Throughout the French Revolution, the device was installed in various Parisian squares, such as the Revolution square in 1793 Y 1794 (today Place de la Concorde), where the French royal family was beheaded, and the Place de la Bastille in June of 1794, where there was no longer a trace of the old medieval construction.
5. The taking is not only what is commemorated
The 14 July is a doubly symbolic date.
The French also remember the Feast of the Federation , a commemorative celebration that took place exactly one year after the storming of the Bastille and that transcended as a symbol of the unity of the French nation.

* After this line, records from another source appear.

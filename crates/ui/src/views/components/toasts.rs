use dioxus::prelude::*;
use services::NotificationKind;

use crate::context::{AppContext, use_revision};

#[component]
pub fn Toasts() -> Element {
    let notifier = use_context::<AppContext>().notifier();
    let mut revision = use_revision();
    revision.track();
    let pending = notifier.pending();

    rsx! {
        div { class: "toasts",
            for toast in pending {
                div {
                    key: "{toast.id}",
                    class: toast_class(toast.kind),
                    div { class: "toast__body",
                        strong { "{toast.title}" }
                        if !toast.description.is_empty() {
                            p { "{toast.description}" }
                        }
                    }
                    button {
                        class: "toast__close",
                        onclick: {
                            let notifier = notifier.clone();
                            move |_: MouseEvent| {
                                notifier.dismiss(toast.id);
                                revision.bump();
                            }
                        },
                        "×"
                    }
                }
            }
        }
    }
}

fn toast_class(kind: NotificationKind) -> &'static str {
    match kind {
        NotificationKind::Success => "toast success",
        NotificationKind::Error => "toast error",
    }
}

Under an intense rain, near 400. Citizens gathered at the Champ-de-Mars in western Paris , the 14 July 1789. They attended mass and acclaimed the king, celebrating the revolution at the same time.
Louis XVI did not decide between going into exile, as some nobles had already done, or staying in the Palais-Royal, which is had turned into a kind of prison for himself and his family.
He knew that at any time you could repeat the scene of October 1789, when several citizens broke into the castle of Versailles, on the outskirts of Paris, thus demonstrating their discontent with the monarchy.
But he was confident that the perception of the common people regarding his family was changing.
“I, King of France, swear to the nation to use all the power delegated to me the constitutional law of the State, in order to maintain the Constitution and enforce its laws ”, assured Louis XVI after the mass.
For his part, General La Fayette, who was in command of the Guard National and I will become to a key figure in the French Revolution, he swore to those present that he would remain faithful to the nation, the law and the king.
But the apparently conciliatory crowd that the monarch believed he had seen in Champ-de-Mars did not agree at all with reality.
As night fell, as he made his way to his residence in Saint-Cloud, west of Paris, the king encountered a much less satisfied audience , who insulted him and tried to attack him.
Once inside the immense castle walls, he wondered for the umpteenth time if the sensible thing to do was flee. But he did not.
It was not until July 6, 1880 that he 14 July became the French National Holiday, after the approval of the so-called “Raspail law.”
Actually, the text does not specify which of the two events is commemorated. Its only article reads: “The Republic adopts the 14 July as an annual national holiday ”.
Shortly before its approval, in a speech delivered in the upper house of the French Parliament, Senator Henri Martin said:
“Do not forget that after the 14 July 1789, we had the day of 14 July 1790 in Paris. That day cannot be blamed for shedding blood ”.